Le CGRI a affirmé avoir frappé une base aérienne américaine et un centre de commandement en Jordanie « en réponse aux actes d’agression de l’armée américaine qui tue des enfants ». Il a également rapporté que ses forces navales avaient attaqué trois pétroliers dans le détroit d’Ormuz après que ceux-ci aient « ignoré les avertissements » et emprunté un itinéraire qualifié de « dangereux et illégal » à travers l’une des principales voies maritimes de la région.

Répondant à une question d’un journaliste de Fox News concernant l’attaque iranienne contre la Jordanie, le président américain Donald Trump a déclaré que les forces américaines « les frapperaient durement », ajoutant : « Ils vont se faire botter les fesses ».

Centcom a rapporté que les frappes conjointes des alliés avaient touché « de nombreux objectifs logistiques et d’armement des terroristes dans tout l’est de l’Irak » en réponse à plus de 30 attaques de drones que le CGRI aurait menées au cours des dernières 72 heures, selon les États-Unis. Le commandement a qualifié ces attaques de « non provoquées » et a déclaré qu’elles n’avaient pas atteint leur objectif. La déclaration a également précisé : « Le CGRI et les groupes terroristes qu’il soutient doivent cesser ces attaques pour éviter une réponse militaire supplémentaire des États-Unis ».

Déclarations de l’Arabie saoudite et réaction de l’Irak

Le porte-parole du ministère de la Défense saoudien, le général de division Turki al-Maliki, a également accusé les groupes de milices soutenus par l’Iran d’avoir lancé des drones depuis le territoire irakien contre des installations pétrolières dans la région de l’Est et le district d’Er-Riyad lundi et mardi. Selon lui, l’Arabie saoudite, exerçant son « droit à l’autodéfense », a répondu par des frappes contre des cibles spécifiques de ces groupes. « Le Royaume d’Arabie saoudite affirme qu’il ne cherche pas l’escalade, mais répondra avec fermeté à toute agression dirigée contre lui », a-t-il souligné.

Les FMP ont rapporté mercredi qu’au moins 20 de leurs combattants avaient été tués et 32 autres blessés à la suite de frappes contre des quartiers généraux dans les provinces de Bagdad, Wasit, Ninive, Basra, Kirkouk, Kerbala et Diyala. Un porte-parole de l’organisation a informé l’AFP que les frappes les plus meurtrières avaient eu lieu à Ninive, dans le nord du pays, et à Diyala, dans le centre de l’Irak. Les FMP ont qualifié ces actions d’« attaques terroristes sournoises » et ont déclaré qu’elles constituaient une « escalade extrêmement grave et une violation de la souveraineté de l’Irak, dirigée contre ses institutions de sécurité officielles ».

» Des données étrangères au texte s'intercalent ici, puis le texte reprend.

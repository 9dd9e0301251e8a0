//! Task status endpoints: GET /status/{task_id}, GET /tasks
//!
//! Pure lookups with no side effects. The polling contract requires an
//! unknown id to be distinguishable from "still processing", so the 404
//! body is `{"status": "not_found"}` rather than the generic error
//! envelope.

use axum::{
    extract::{Path, State},
    http::StatusCode,
    response::{IntoResponse, Response},
    routing::get,
    Json, Router,
};
use serde_json::json;
use tracing::debug;
use uuid::Uuid;

use crate::AppState;
use aegis_common::api::types::TaskSummary;

/// GET /status/{task_id}
///
/// Returns the current `{status, result}` snapshot. Once a task is
/// terminal, repeated calls return the identical pair.
pub async fn get_task_status(
    State(state): State<AppState>,
    Path(task_id): Path<Uuid>,
) -> Response {
    match state.tasks.get(task_id).await {
        Some(snapshot) => {
            debug!(task_id = %task_id, status = ?snapshot.status, "Status query");
            Json(snapshot).into_response()
        }
        None => (
            StatusCode::NOT_FOUND,
            Json(json!({ "status": "not_found" })),
        )
            .into_response(),
    }
}

/// GET /tasks
///
/// Prior results, newest first, for the report-browsing view.
pub async fn list_tasks(State(state): State<AppState>) -> Json<Vec<TaskSummary>> {
    Json(state.tasks.list().await)
}

/// Build status routes
pub fn status_routes() -> Router<AppState> {
    Router::new()
        .route("/status/:task_id", get(get_task_status))
        .route("/tasks", get(list_tasks))
}
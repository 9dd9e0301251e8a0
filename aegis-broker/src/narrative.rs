//! LLM narrative enrichment
//!
//! Turns a completed classification verdict into a human-readable forensic
//! report by calling a vision-capable chat-completions endpoint. The call
//! streams: the response body is a text/event-stream whose `data:` lines
//! each carry one text chunk. The stream is one logical call, consumed to
//! completion - chunks are accumulated into the full report and the
//! category line is extracted from the finished text.
//!
//! Nothing here mutates the task record; the narrative is derived from a
//! terminal result, not part of the task lifecycle.

use futures::StreamExt;
use regex::Regex;
use reqwest::{header, Client, StatusCode};
use serde::Serialize;
use serde_json::{json, Value};
use std::time::Duration;
use thiserror::Error;
use tracing::{debug, warn};
use uuid::Uuid;

/// Default timeout for the full narrative stream
const DEFAULT_TIMEOUT: Duration = Duration::from_secs(120);

/// Token budget for the generated report
const MAX_TOKENS: u32 = 400;

/// Errors from the narrative call
#[derive(Debug, Error)]
pub enum NarrativeError {
    /// No endpoint/key configured for this deployment
    #[error("narrative endpoint not configured")]
    NotConfigured,

    /// Network failure or timeout
    #[error("narrative request failed: {0}")]
    Transport(#[from] reqwest::Error),

    /// The LLM endpoint answered with a non-success status
    #[error("narrative endpoint rejected request ({status}): {body}")]
    Rejected { status: StatusCode, body: String },
}

/// Classification verdict fed into the report prompt
#[derive(Debug, Clone)]
pub struct ClassificationVerdict {
    pub model_result: String,
    pub confidence: f64,
}

/// Finished narrative: the full report text plus the extracted category
#[derive(Debug, Clone, Serialize)]
pub struct NarrativeReport {
    pub report: String,
    #[serde(skip_serializing_if = "Option::is_none")]
    pub category: Option<String>,
}

/// Client for the streamed narrative endpoint
#[derive(Debug, Clone)]
pub struct NarrativeClient {
    http_client: Client,
    endpoint: Option<String>,
    api_key: Option<String>,
}

impl NarrativeClient {
    /// Create a new narrative client.
    ///
    /// `endpoint` is the full chat-completions URL. When absent the client
    /// is constructed disabled and every call reports `NotConfigured`.
    pub fn new(endpoint: Option<String>, api_key: Option<String>) -> Self {
        Self {
            http_client: Client::builder()
                .timeout(DEFAULT_TIMEOUT)
                .build()
                .expect("Failed to create HTTP client"),
            endpoint: endpoint.filter(|e| !e.trim().is_empty()),
            api_key: api_key.filter(|k| !k.trim().is_empty()),
        }
    }

    /// True when an endpoint is configured
    pub fn is_configured(&self) -> bool {
        self.endpoint.is_some()
    }

    /// Generate the forensic report for a stored image and its verdict.
    ///
    /// Consumes the chunk stream to completion; malformed individual chunks
    /// are skipped, transport failures abort the whole call.
    pub async fn analyze(
        &self,
        verdict: &ClassificationVerdict,
        image_url: &str,
    ) -> Result<NarrativeReport, NarrativeError> {
        let endpoint = self.endpoint.as_ref().ok_or(NarrativeError::NotConfigured)?;

        let mut request = self
            .http_client
            .post(endpoint)
            .header(header::ACCEPT, "text/event-stream")
            .header("X-Request-Id", Uuid::new_v4().to_string())
            .json(&build_request_body(verdict, image_url));
        if let Some(key) = &self.api_key {
            request = request.bearer_auth(key);
        }

        let response = request.send().await?;
        let status = response.status();
        if !status.is_success() {
            let body = response.text().await.unwrap_or_default();
            return Err(NarrativeError::Rejected { status, body });
        }

        // Accumulate the chunk stream. Lines may be split across network
        // frames, so buffer the trailing partial line between reads.
        let mut report = String::new();
        let mut pending = String::new();
        let mut stream = response.bytes_stream();

        while let Some(frame) = stream.next().await {
            let frame = frame?;
            pending.push_str(&String::from_utf8_lossy(&frame));

            while let Some(newline) = pending.find('\n') {
                let line: String = pending.drain(..=newline).collect();
                if let Some(chunk) = chunk_content(line.trim_end()) {
                    report.push_str(&chunk);
                }
            }
        }
        if let Some(chunk) = chunk_content(pending.trim_end()) {
            report.push_str(&chunk);
        }

        debug!(report_len = report.len(), "Narrative stream consumed");
        if report.is_empty() {
            warn!("Narrative stream produced no content");
        }

        let category = extract_category(&report);
        Ok(NarrativeReport { report, category })
    }
}

/// Extract the text chunk from one event-stream line, if it carries one
fn chunk_content(line: &str) -> Option<String> {
    let payload = line.strip_prefix("data:")?.trim();
    if payload.is_empty() || payload == "[DONE]" {
        return None;
    }

    // Malformed chunks are skipped, not fatal
    let value: Value = serde_json::from_str(payload).ok()?;
    value["message"]["content"]
        .as_str()
        .filter(|s| !s.is_empty())
        .map(str::to_string)
}

/// Pull the `Category : <word>` line out of the finished report
fn extract_category(report: &str) -> Option<String> {
    let re = Regex::new(r"(?m)Category\s*:\s*(\S+)").expect("valid regex");
    re.captures(report)
        .and_then(|caps| caps.get(1))
        .map(|m| m.as_str().trim_matches('*').to_string())
        .filter(|c| !c.is_empty())
}

fn build_request_body(verdict: &ClassificationVerdict, image_url: &str) -> Value {
    let system_text = format!(
        "You are a digital forensics expert and deepfake detection model. \
         Perform a technical manipulation analysis of the supplied image and \
         cross-check it against the internal model verdict.\n\
         \n\
         Internal model verdict:\n\
         - Class: {}\n\
         - Confidence: {:.1}%\n\
         \n\
         Report sections:\n\
         Category : name the image's subject category in a single word \
         (e.g. person, object, celebrity, landscape).\n\
         1. Pixel and compression artifact analysis: report pixel-level \
         inconsistencies, unnatural compression traces, color mismatches.\n\
         2. Lighting and shadow consistency: evaluate whether light \
         direction, intensity and color temperature agree between subject \
         and background.\n\
         3. Geometric consistency: look for anatomically implausible \
         features (facial symmetry, eye reflections, teeth, ears).\n\
         4. Background and context analysis: distortions or resolution \
         mismatches between subject and background.\n\
         5. Final verdict: conclude 'Deepfake' or 'Real' with technical \
         justification.\n\
         6. Cross-check: state whether your conclusion agrees with the \
         internal model verdict and, if not, which analysis differed.\n\
         \n\
         Write the result in markdown with clearly separated sections.",
        verdict.model_result,
        verdict.confidence * 100.0
    );

    json!({
        "messages": [
            { "role": "system", "content": system_text },
            {
                "role": "user",
                "content": [
                    { "type": "text", "text": "Determine whether this image is a deepfake." },
                    { "type": "image_url", "imageUrl": { "url": image_url } }
                ]
            }
        ],
        "maxTokens": MAX_TOKENS,
        "temperature": 0.5,
        "topP": 0.8,
        "stream": true
    })
}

Les FMP sont une organisation parapluie qui regroupe principalement des formations militarisées chiites et fait officiellement partie des forces armées irakiennes. Elle comprend plusieurs groupes soutenus par l’Iran qui font partie du réseau de groupes mandataires de Téhéran au Moyen-Orient. Au fil des ans, ils ont à plusieurs reprises attaqué le personnel et les intérêts américains en Irak, cherchant à obtenir le retrait des troupes américaines du pays. En réponse, Washington a régulièrement frappé ces formations.

L’administration du président irakien a condamné le bombardement des bases des FMP, le qualifiant d’« attaque inacceptable et de violation flagrante de la souveraineté de l’Irak, dirigée contre ses institutions officielles ».